Segment Start: EXCERPTED DATA

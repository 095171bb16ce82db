//! In-process cache backend.
//!
//! Used by tests and as a zero-dependency local mode. Honours TTLs with lazy
//! expiry on read.

use std::collections::HashMap;
use std::sync::Mutex;
use std::time::{Duration, Instant};

struct Entry {
  value: String,
  expires_at: Instant,
}

#[derive(Default)]
pub struct MemoryCache {
  entries: Mutex<HashMap<String, Entry>>,
}

impl MemoryCache {
  pub fn new() -> Self {
    Self::default()
  }

  pub fn get(&self, key: &str) -> Option<String> {
    let mut entries = self.entries.lock().ok()?;
    match entries.get(key) {
      Some(entry) if entry.expires_at > Instant::now() => Some(entry.value.clone()),
      Some(_) => {
        entries.remove(key);
        None
      }
      None => None,
    }
  }

  pub fn put(&self, key: &str, value: &str, ttl_seconds: u64) -> bool {
    let Ok(mut entries) = self.entries.lock() else {
      return false;
    };
    entries.insert(
      key.to_string(),
      Entry {
        value: value.to_string(),
        expires_at: Instant::now() + Duration::from_secs(ttl_seconds),
      },
    );
    true
  }

  /// Drop all entries under `prefix`, returning how many were removed.
  pub fn clear(&self, prefix: &str) -> usize {
    let Ok(mut entries) = self.entries.lock() else {
      return 0;
    };
    let before = entries.len();
    entries.retain(|key, _| !key.starts_with(prefix));
    before - entries.len()
  }
}

#[cfg(test)]
mod tests {
  use super::*;

  #[test]
  fn round_trip() {
    let cache = MemoryCache::new();
    assert!(cache.put("k", "v", 60));
    assert_eq!(cache.get("k"), Some("v".to_string()));
  }

  #[test]
  fn expired_entries_are_misses() {
    let cache = MemoryCache::new();
    cache.put("k", "v", 0);
    assert_eq!(cache.get("k"), None);
  }

  #[test]
  fn clear_only_touches_the_prefix() {
    let cache = MemoryCache::new();
    cache.put("app:a", "1", 60);
    cache.put("app:b", "2", 60);
    cache.put("app:c", "3", 60);
    cache.put("other:d", "4", 60);
    cache.put("other:e", "5", 60);

    assert_eq!(cache.clear("app:"), 3);
    assert_eq!(cache.get("app:a"), None);
    assert_eq!(cache.get("other:d"), Some("4".to_string()));
    assert_eq!(cache.get("other:e"), Some("5".to_string()));
  }
}
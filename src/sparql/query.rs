//! Parameterized query construction.
//!
//! Caller-supplied input only enters query text through a [`Term`]: literals
//! are escaped, IRIs validated at construction. Template fragments never
//! concatenate raw caller text.

use crate::error::LookupError;
use sha2::{Digest, Sha256};
use std::fmt;
use url::Url;

/// A typed value bound into a query.
#[derive(Debug, Clone, PartialEq, Eq)]
pub enum Term {
  Literal(String),
  Iri(String),
  Year(i32),
}

impl Term {
  pub fn literal(value: impl Into<String>) -> Self {
    Term::Literal(value.into())
  }

  /// Validated http(s) IRI. Anything that could break out of an IRI token
  /// (angle brackets, quotes, whitespace) is rejected.
  pub fn iri(value: &str) -> Result<Self, LookupError> {
    let invalid = || LookupError::InvalidIdentifier(value.to_string());
    let parsed = Url::parse(value).map_err(|_| invalid())?;
    if !matches!(parsed.scheme(), "http" | "https") {
      return Err(invalid());
    }
    if value.contains(['<', '>', '"', '\\', '`', '{', '}']) || value.chars().any(char::is_whitespace) {
      return Err(invalid());
    }
    Ok(Term::Iri(value.to_string()))
  }

  pub fn year(value: i32) -> Self {
    Term::Year(value)
  }
}

impl fmt::Display for Term {
  fn fmt(&self, f: &mut fmt::Formatter<'_>) -> fmt::Result {
    match self {
      Term::Literal(value) => write!(f, "\"{}\"", escape_literal(value)),
      Term::Iri(value) => write!(f, "<{}>", value),
      Term::Year(value) => write!(f, "\"{}\"^^xsd:gYear", value),
    }
  }
}

fn escape_literal(value: &str) -> String {
  let mut escaped = String::with_capacity(value.len());
  for c in value.chars() {
    match c {
      '\\' => escaped.push_str("\\\\"),
      '"' => escaped.push_str("\\\""),
      '\n' => escaped.push_str("\\n"),
      '\r' => escaped.push_str("\\r"),
      '\t' => escaped.push_str("\\t"),
      other => escaped.push(other),
    }
  }
  escaped
}

/// A SELECT query ready for execution: rendered text plus result offset.
#[derive(Debug, Clone)]
pub struct SelectQuery {
  text: String,
  offset: u64,
}

impl SelectQuery {
  pub fn new(text: impl Into<String>) -> Self {
    Self {
      text: text.into(),
      offset: 0,
    }
  }

  pub fn with_offset(mut self, offset: u64) -> Self {
    self.offset = offset;
    self
  }

  /// Full query text: prefix block, body, and the offset clause when set.
  pub fn render(&self, prefixes: &str) -> String {
    let mut text = format!("{}{}", prefixes, self.text);
    if self.offset > 0 {
      text.push_str(&format!(" OFFSET {}", self.offset));
    }
    text
  }
}

/// Cache key for a fully-rendered query: content hash under the query
/// namespace. Collisions are a theoretical risk only.
pub fn cache_key(rendered: &str) -> String {
  let mut hasher = Sha256::new();
  hasher.update(rendered.as_bytes());
  format!("q:{}", hex::encode(hasher.finalize()))
}

#[cfg(test)]
mod tests {
  use super::*;

  #[test]
  fn literal_is_escaped() {
    let term = Term::literal("o\"brien \\ end");
    assert_eq!(term.to_string(), "\"o\\\"brien \\\\ end\"");
  }

  #[test]
  fn literal_injection_attempt_stays_inert() {
    // a quote-breakout attempt ends up as harmless escaped text
    let term = Term::literal("\") } UNION { ?s ?p ?o } #");
    let rendered = term.to_string();
    assert!(rendered.starts_with("\"\\\")"));
    assert!(!rendered.contains("\"\")"));
  }

  #[test]
  fn iri_accepts_plain_http_urls() {
    let term = Term::iri("https://n2t.net/ark:/60537/bsgGtno").unwrap();
    assert_eq!(term.to_string(), "<https://n2t.net/ark:/60537/bsgGtno>");
  }

  #[test]
  fn iri_rejects_breakouts_and_junk() {
    assert!(Term::iri("not a url").is_err());
    assert!(Term::iri("ftp://example.org/x").is_err());
    assert!(Term::iri("https://example.org/x> . ?s ?p ?o").is_err());
    assert!(Term::iri("https://example.org/\"x\"").is_err());
  }

  #[test]
  fn year_renders_as_typed_literal() {
    assert_eq!(Term::year(1830).to_string(), "\"1830\"^^xsd:gYear");
  }

  #[test]
  fn offset_clause_only_when_positive() {
    let query = SelectQuery::new("SELECT * WHERE { ?s ?p ?o }");
    assert!(!query.render("").contains("OFFSET"));
    let query = query.with_offset(20);
    assert!(query.render("").ends_with(" OFFSET 20"));
  }

  #[test]
  fn cache_key_tracks_offset() {
    let base = SelectQuery::new("SELECT * WHERE { ?s ?p ?o }");
    let shifted = base.clone().with_offset(10);
    assert_ne!(cache_key(&base.render("")), cache_key(&shifted.render("")));
    assert_eq!(cache_key(&base.render("")), cache_key(&base.render("")));
  }
}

Segment End: EXCERPTED DATA

HOW TO COMPLETE THIS TASK:
Across the entries above, count the lines with the word "https" and report that count by itself.

OUTPUT OF THE EXERCISE:
5